Al comienzo
el reto fue el de actuar según mi propio criterio en contra de lo acostumbrado.
El de pensar por mi cuenta y decidir cómo quería vivir. Cada pequeña cosa,
desde el vestido, la comida, qué gustar y qué no gustar. A qué apuntarle y a
que no. Claro que decidir por algo no necesariamente era tenerlo, sino luchar
por ello.
Hay un
conflicto evidente entre la noción de libertad como algo positivo, en realidad
como la condición necesaria del hombre, y la noción de pecado según el mito
bíblico de Adán y Eva. Dice Erich Fromm:
“El mito
identifica el comienzo de la historia humana como un acto de elección, pero acentúa
singularmente el carácter pecaminoso de ese primer acto libre y el sufrimiento
que origina. Hombre y mujer viven en el jardín edénico en completa armonía
entre sí y con la naturaleza. Hay paz y
no existe la necesidad de trabajar; tampoco de elegir entre alternativas; no
hay libertad ni tampoco pensamiento. Le está prohibido al hombre comer del árbol
de la ciencia del bien y del mal: pero obra contra la orden divina, rompe y
supera el estado de armonía con la naturaleza de la que forma parte sin
trascenderla. Desde el punto de vista de la Iglesia, que representa la autoridad,
este hecho constituye fundamentalmente un pecado. Pero desde el punto de vista
del hombre se trata del comienzo de la libertad humana. Obrar contra las
órdenes de Dios significa libertarse de la coerción, emerger de la existencia
inconsciente de la vida prehumana para elevarse al nivel humano. Obrar contra
el mandamiento de la autoridad, cometer el pecado es, en su aspecto positivo,
el primer acto de libertad, es decir, el primer acto humano.” E. F. Miedo a la Libertad
Creí en el
valor de experimentar algunas cosas. Tuve la posibilidad de hacerlas para decidir si me
gustaban o no, si valían la pena o no. Opciones cerradas desde el comienzo, porque
son un mal evidente, siempre hubo y las habrá.
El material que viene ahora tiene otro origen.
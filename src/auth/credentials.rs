use super::identity::{Identity, Role};
use bcrypt::DEFAULT_COST;
use serde::{Deserialize, Serialize};
use std::collections::HashMap;
use thiserror::Error;

/// Regency and city codes of West Java, one regional administrator each.
pub const WEST_JAVA_REGION_CODES: [&str; 26] = [
    "3201", "3202", "3203", "3204", "3205", "3206", "3207", "3208", "3209", "3210", "3211",
    "3212", "3213", "3214", "3215", "3216", "3217", "3271", "3272", "3273", "3274", "3275",
    "3276", "3277", "3278", "3279",
];

pub const MASTER_USERNAME: &str = "masteradmin";

/// Username of the regional administrator for a region
pub fn regional_username(region_code: &str) -> String {
    format!("admin{}", region_code)
}

/// Verifies username/password pairs
pub trait CredentialStore: Send + Sync {
    /// The identity for valid credentials, `None` otherwise
    fn verify(&self, username: &str, password: &str) -> Option<Identity>;
}

/// Failure to hash a password for storage
#[derive(Debug, Error)]
pub enum CredentialError {
    #[error("cannot hash password: {0}")]
    Hash(#[from] bcrypt::BcryptError),
}

/// A stored credential: bcrypt hash plus the identity it unlocks
#[derive(Debug, Clone, Serialize, Deserialize)]
pub struct CredentialEntry {
    pub username: String,
    pub role: Role,
    #[serde(default)]
    pub region_code: Option<String>,
    /// bcrypt hash, cost and salt included
    pub password_hash: String,
}

impl CredentialEntry {
    pub fn new(identity: &Identity, password: &str, cost: u32) -> Result<Self, CredentialError> {
        Ok(Self::with_hash(identity, bcrypt::hash(password, cost)?))
    }

    fn with_hash(identity: &Identity, password_hash: String) -> Self {
        Self {
            username: identity.username().to_string(),
            role: identity.role(),
            region_code: identity.scope().map(str::to_string),
            password_hash,
        }
    }

    fn matches(&self, password: &str) -> bool {
        bcrypt::verify(password, &self.password_hash).unwrap_or(false)
    }

    fn identity(&self) -> Option<Identity> {
        match (self.role, &self.region_code) {
            (Role::Master, _) => Some(Identity::master(&self.username)),
            (Role::Regional, Some(code)) => Some(Identity::regional(&self.username, code)),
            (Role::Regional, None) => None,
        }
    }
}

/// In-memory credential set
#[derive(Debug, Clone)]
pub struct StaticCredentials {
    entries: HashMap<String, CredentialEntry>,
    cost: u32,
}

impl Default for StaticCredentials {
    fn default() -> Self {
        Self {
            entries: HashMap::new(),
            cost: DEFAULT_COST,
        }
    }
}

impl StaticCredentials {
    pub fn new() -> Self {
        Self::default()
    }

    /// bcrypt cost for passwords added from now on
    pub fn with_cost(mut self, cost: u32) -> Self {
        self.cost = cost;
        self
    }

    /// Build from stored entries, e.g. a deserialized credentials file
    pub fn from_entries(entries: impl IntoIterator<Item = CredentialEntry>) -> Self {
        Self {
            entries: entries.into_iter().map(|e| (e.username.clone(), e)).collect(),
            ..Self::default()
        }
    }

    /// `masteradmin` plus one `admin{code}` account per region code
    pub fn provisioned<'a>(
        master_password: &str,
        regional_password: &str,
        region_codes: impl IntoIterator<Item = &'a str>,
    ) -> Result<Self, CredentialError> {
        Self::new().provision(master_password, regional_password, region_codes)
    }

    /// Add the provisioned accounts to this set.
    ///
    /// Regional accounts share one password, so it is hashed once.
    pub fn provision<'a>(
        mut self,
        master_password: &str,
        regional_password: &str,
        region_codes: impl IntoIterator<Item = &'a str>,
    ) -> Result<Self, CredentialError> {
        self.add(&Identity::master(MASTER_USERNAME), master_password)?;
        let regional_hash = bcrypt::hash(regional_password, self.cost)?;
        for code in region_codes {
            let identity = Identity::regional(regional_username(code), code);
            self.entries.insert(
                identity.username().to_string(),
                CredentialEntry::with_hash(&identity, regional_hash.clone()),
            );
        }
        Ok(self)
    }

    /// Add or replace an account
    pub fn add(&mut self, identity: &Identity, password: &str) -> Result<(), CredentialError> {
        let entry = CredentialEntry::new(identity, password, self.cost)?;
        self.entries.insert(identity.username().to_string(), entry);
        Ok(())
    }

    pub fn len(&self) -> usize {
        self.entries.len()
    }

    pub fn is_empty(&self) -> bool {
        self.entries.is_empty()
    }

    pub fn entries(&self) -> impl Iterator<Item = &CredentialEntry> {
        self.entries.values()
    }
}

impl CredentialStore for StaticCredentials {
    fn verify(&self, username: &str, password: &str) -> Option<Identity> {
        let entry = self.entries.get(username.trim())?;
        if entry.matches(password) {
            entry.identity()
        } else {
            None
        }
    }
}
La primera de las decisiones fue por la vida y la felicidad. Y por la
libertad de pensamiento.
Pero la vida
se encarga de, una vez trazado el camino y puesto en marcha el tren, colgarle a
uno las cadenas de la inercia. Hay que
llegar al final, cumplir esa primera meta: trabajar, asegurar la supervivencia,
fundar una familia, poner los hijos también sobre los rieles y darles el primer
empujón. Y luego…la libertad absoluta del pensionado.
Se ve uno lanzado a la libertad. Sin
obligaciones, sin rutina, debe inventarse la vida desde cero. ¿Quién es uno al
fin y al cabo? ¿Qué quiere hacer? Porque solo por un tiempo puede uno saborear
la sensación de no tener nada que hacer, de poderse quedar mirando al cielo, de
salir a vagabundear por ahí, sin rumbo. Porque al fin y al cabo hay que
escribir nuevamente una historia, un nuevo capítulo, quizás el último y más
significativo de la vida, el que va a dar el toque final y nos lanzará a la
eternidad.
Ahí voy trazando el rumbo, haciendo
inventarios, calculando tiempos y diseñando sueños, aventuras, bebiendo la copa
de la vida siempre nueva.
Pero por otra parte, no dejo de sentir que:
“ Hay tan
solo una solución creadora posible que pueda fundamentar las relaciones entre
el hombre individualizado y el mundo: su solidaridad activa con todos los
hombres, y su actividad, trabajo y amor espontáneos, capaces de volverlo a unir
con el mundo, no ya por medio de los vínculos primarios, sino salvando su
carácter de individuo libre e independiente. Por otra parte, si las condiciones
económicas, sociales y políticas de las que depende todo el proceso de
individuación humana, no ofrecen una base para la realización de la
individualidad, en tanto que, al propio tiempo se priva a los individuos de
aquellos vínculos que le otorgaban seguridad, la libertad se transforma en una
carga insoportable”.
Me siento como Adán, poniéndole nombre
a todo. Buscando como una náufraga alguien con quien compartir esta nueva
creación. Un interlocutor como ese muñeco Wilson, cabeza de balón de volibol,
único amigo de Tom Hanks en la película El
náufrago.
Él, Tom Hanks, en el inmenso océano, yo
en el medio de las multitudes que avanzan por la acera de la calle 72 en Bogotá,
Colombia. Y no deja de darme miedo. Es el miedo a la libertad.
Perdida entre la marea humana,
consciente de las fuerzas irracionales e inconscientes que determinan parte de
mi propia conducta como la de todos… sin nada a qué aferrarme, sin un puerto a
la vista, ¿cómo podría no tener miedo?